• What to work on
All of the data below should be output exactly as given.

• The input

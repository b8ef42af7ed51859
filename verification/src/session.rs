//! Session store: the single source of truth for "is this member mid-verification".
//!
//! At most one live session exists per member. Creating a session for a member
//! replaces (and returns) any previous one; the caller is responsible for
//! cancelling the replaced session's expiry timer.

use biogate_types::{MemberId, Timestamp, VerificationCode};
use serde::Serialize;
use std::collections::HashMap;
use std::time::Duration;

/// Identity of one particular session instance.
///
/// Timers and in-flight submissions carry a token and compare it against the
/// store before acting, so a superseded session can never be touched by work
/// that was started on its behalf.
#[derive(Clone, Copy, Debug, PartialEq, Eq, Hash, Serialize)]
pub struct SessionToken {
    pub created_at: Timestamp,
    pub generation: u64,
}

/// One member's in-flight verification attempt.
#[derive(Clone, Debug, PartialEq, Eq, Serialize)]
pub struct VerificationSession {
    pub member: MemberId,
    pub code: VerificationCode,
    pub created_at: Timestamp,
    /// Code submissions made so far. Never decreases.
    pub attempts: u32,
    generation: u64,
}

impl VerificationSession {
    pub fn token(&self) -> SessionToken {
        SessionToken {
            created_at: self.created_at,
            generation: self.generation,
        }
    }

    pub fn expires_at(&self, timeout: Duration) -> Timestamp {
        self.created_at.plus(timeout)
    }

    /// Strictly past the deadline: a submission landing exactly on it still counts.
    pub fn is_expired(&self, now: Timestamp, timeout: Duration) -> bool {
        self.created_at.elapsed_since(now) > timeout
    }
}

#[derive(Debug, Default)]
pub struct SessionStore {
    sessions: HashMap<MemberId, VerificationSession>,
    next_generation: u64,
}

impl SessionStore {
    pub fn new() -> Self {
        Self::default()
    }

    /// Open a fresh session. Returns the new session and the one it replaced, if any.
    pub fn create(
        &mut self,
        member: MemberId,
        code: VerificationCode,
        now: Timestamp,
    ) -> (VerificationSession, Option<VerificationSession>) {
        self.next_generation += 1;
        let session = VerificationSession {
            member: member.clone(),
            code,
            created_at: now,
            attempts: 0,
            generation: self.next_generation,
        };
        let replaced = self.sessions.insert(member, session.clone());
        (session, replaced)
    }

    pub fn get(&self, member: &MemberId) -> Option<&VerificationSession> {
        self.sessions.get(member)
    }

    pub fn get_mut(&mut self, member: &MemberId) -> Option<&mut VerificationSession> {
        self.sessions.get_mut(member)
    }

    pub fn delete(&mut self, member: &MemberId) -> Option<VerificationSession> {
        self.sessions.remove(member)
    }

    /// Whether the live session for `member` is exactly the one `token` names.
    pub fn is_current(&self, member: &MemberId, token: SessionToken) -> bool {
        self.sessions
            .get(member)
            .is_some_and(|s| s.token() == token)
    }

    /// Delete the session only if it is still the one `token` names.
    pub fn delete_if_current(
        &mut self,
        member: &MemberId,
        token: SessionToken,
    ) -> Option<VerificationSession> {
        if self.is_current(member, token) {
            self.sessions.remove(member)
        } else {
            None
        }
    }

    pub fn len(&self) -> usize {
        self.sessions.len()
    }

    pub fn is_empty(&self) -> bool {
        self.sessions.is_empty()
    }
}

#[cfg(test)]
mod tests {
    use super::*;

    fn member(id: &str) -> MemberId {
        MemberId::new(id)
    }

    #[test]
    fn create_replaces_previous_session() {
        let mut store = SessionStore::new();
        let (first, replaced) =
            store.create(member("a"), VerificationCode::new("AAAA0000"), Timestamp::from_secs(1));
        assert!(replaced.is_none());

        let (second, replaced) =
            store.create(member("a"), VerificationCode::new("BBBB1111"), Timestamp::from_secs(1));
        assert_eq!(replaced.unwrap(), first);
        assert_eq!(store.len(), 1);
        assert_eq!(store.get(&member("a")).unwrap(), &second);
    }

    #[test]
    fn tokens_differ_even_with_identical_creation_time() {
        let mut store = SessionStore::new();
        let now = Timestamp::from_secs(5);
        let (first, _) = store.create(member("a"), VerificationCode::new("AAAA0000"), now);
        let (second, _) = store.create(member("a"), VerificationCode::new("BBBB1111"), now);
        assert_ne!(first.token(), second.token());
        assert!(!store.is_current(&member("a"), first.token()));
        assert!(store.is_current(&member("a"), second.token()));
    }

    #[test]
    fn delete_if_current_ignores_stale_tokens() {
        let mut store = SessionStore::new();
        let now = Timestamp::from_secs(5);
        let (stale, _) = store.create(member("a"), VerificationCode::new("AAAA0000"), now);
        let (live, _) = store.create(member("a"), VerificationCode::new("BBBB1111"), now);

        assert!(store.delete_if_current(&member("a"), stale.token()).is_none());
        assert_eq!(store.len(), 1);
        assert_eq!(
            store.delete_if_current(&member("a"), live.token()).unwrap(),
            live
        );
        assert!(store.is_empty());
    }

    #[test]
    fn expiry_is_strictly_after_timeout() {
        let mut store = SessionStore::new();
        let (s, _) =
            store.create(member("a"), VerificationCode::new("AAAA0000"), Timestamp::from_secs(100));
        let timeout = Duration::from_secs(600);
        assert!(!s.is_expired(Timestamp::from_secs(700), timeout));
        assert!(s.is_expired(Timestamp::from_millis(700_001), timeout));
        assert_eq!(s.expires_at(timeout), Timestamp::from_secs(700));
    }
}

• Reply to the task
repository b8ef42af7ed51859
filename verification/src/session.rs
//! Session store: the single source of truth for "is this member mid-verification".
//!
//! At most one live session exists per member. Creating a session for a member
//! replaces (and returns) any previous one; the caller is responsible for
//! cancelling the replaced session's expiry timer.

use biogate_types::{MemberId, Timestamp, VerificationCode};
use serde::Serialize;
use std::collections::HashMap;
use std::time::Duration;

/// Identity of one particular session instance.
///
/// Timers and in-flight submissions carry a token and compare it against the
/// store before acting, so a superseded session can never be touched by work
/// that was started on its behalf.
#[derive(Clone, Copy, Debug, PartialEq, Eq, Hash, Serialize)]
pub struct SessionToken {
    pub created_at: Timestamp,
    pub generation: u64,
}

/// One member's in-flight verification attempt.
#[derive(Clone, Debug, PartialEq, Eq, Serialize)]
pub struct VerificationSession {
    pub member: MemberId,
    pub code: VerificationCode,
    pub created_at: Timestamp,
    /// Code submissions made so far. Never decreases.
    pub attempts: u32,
    generation: u64,
}

impl VerificationSession {
    pub fn token(&self) -> SessionToken {
        SessionToken {
            created_at: self.created_at,
            generation: self.generation,
        }
    }

    pub fn expires_at(&self, timeout: Duration) -> Timestamp {
        self.created_at.plus(timeout)
    }

    /// Strictly past the deadline: a submission landing exactly on it still counts.
    pub fn is_expired(&self, now: Timestamp, timeout: Duration) -> bool {
        self.created_at.elapsed_since(now) > timeout
    }
}

#[derive(Debug, Default)]
pub struct SessionStore {
    sessions: HashMap<MemberId, VerificationSession>,
    next_generation: u64,
}

impl SessionStore {
    pub fn new() -> Self {
        Self::default()
    }

    /// Open a fresh session. Returns the new session and the one it replaced, if any.
    pub fn create(
        &mut self,
        member: MemberId,
        code: VerificationCode,
        now: Timestamp,
    ) -> (VerificationSession, Option<VerificationSession>) {
        self.next_generation += 1;
        let session = VerificationSession {
            member: member.clone(),
            code,
            created_at: now,
            attempts: 0,
            generation: self.next_generation,
        };
        let replaced = self.sessions.insert(member, session.clone());
        (session, replaced)
    }

    pub fn get(&self, member: &MemberId) -> Option<&VerificationSession> {
        self.sessions.get(member)
    }

    pub fn get_mut(&mut self, member: &MemberId) -> Option<&mut VerificationSession> {
        self.sessions.get_mut(member)
    }

    pub fn delete(&mut self, member: &MemberId) -> Option<VerificationSession> {
        self.sessions.remove(member)
    }

    /// Whether the live session for `member` is exactly the one `token` names.
    pub fn is_current(&self, member: &MemberId, token: SessionToken) -> bool {
        self.sessions
            .get(member)
            .is_some_and(|s| s.token() == token)
    }

    /// Delete the session only if it is still the one `token` names.
    pub fn delete_if_current(
        &mut self,
        member: &MemberId,
        token: SessionToken,
    ) -> Option<VerificationSession> {
        if self.is_current(member, token) {
            self.sessions.remove(member)
        } else {
            None
        }
    }

    pub fn len(&self) -> usize {
        self.sessions.len()
    }

    pub fn is_empty(&self) -> bool {
        self.sessions.is_empty()
    }
}

#[cfg(test)]
mod tests {
    use super::*;

    fn member(id: &str) -> MemberId {
        MemberId::new(id)
    }

    #[test]
    fn create_replaces_previous_session() {
        let mut store = SessionStore::new();
        let (first, replaced) =
            store.create(member("a"), VerificationCode::new("AAAA0000"), Timestamp::from_secs(1));
        assert!(replaced.is_none());

        let (second, replaced) =
            store.create(member("a"), VerificationCode::new("BBBB1111"), Timestamp::from_secs(1));
        assert_eq!(replaced.unwrap(), first);
        assert_eq!(store.len(), 1);
        assert_eq!(store.get(&member("a")).unwrap(), &second);
    }

    #[test]
    fn tokens_differ_even_with_identical_creation_time() {
        let mut store = SessionStore::new();
        let now = Timestamp::from_secs(5);
        let (first, _) = store.create(member("a"), VerificationCode::new("AAAA0000"), now);
        let (second, _) = store.create(member("a"), VerificationCode::new("BBBB1111"), now);
        assert_ne!(first.token(), second.token());
        assert!(!store.is_current(&member("a"), first.token()));
        assert!(store.is_current(&member("a"), second.token()));
    }

    #[test]
    fn delete_if_current_ignores_stale_tokens() {
        let mut store = SessionStore::new();
        let now = Timestamp::from_secs(5);
        let (stale, _) = store.create(member("a"), VerificationCode::new("AAAA0000"), now);
        let (live, _) = store.create(member("a"), VerificationCode::new("BBBB1111"), now);

        assert!(store.delete_if_current(&member("a"), stale.token()).is_none());
        assert_eq!(store.len(), 1);
        assert_eq!(
            store.delete_if_current(&member("a"), live.token()).unwrap(),
            live
        );
        assert!(store.is_empty());
    }

    #[test]
    fn expiry_is_strictly_after_timeout() {
        let mut store = SessionStore::new();
        let (s, _) =
            store.create(member("a"), VerificationCode::new("AAAA0000"), Timestamp::from_secs(100));
        let timeout = Duration::from_secs(600);
        assert!(!s.is_expired(Timestamp::from_secs(700), timeout));
        assert!(s.is_expired(Timestamp::from_millis(700_001), timeout));
        assert_eq!(s.expires_at(timeout), Timestamp::from_secs(700));
    }
}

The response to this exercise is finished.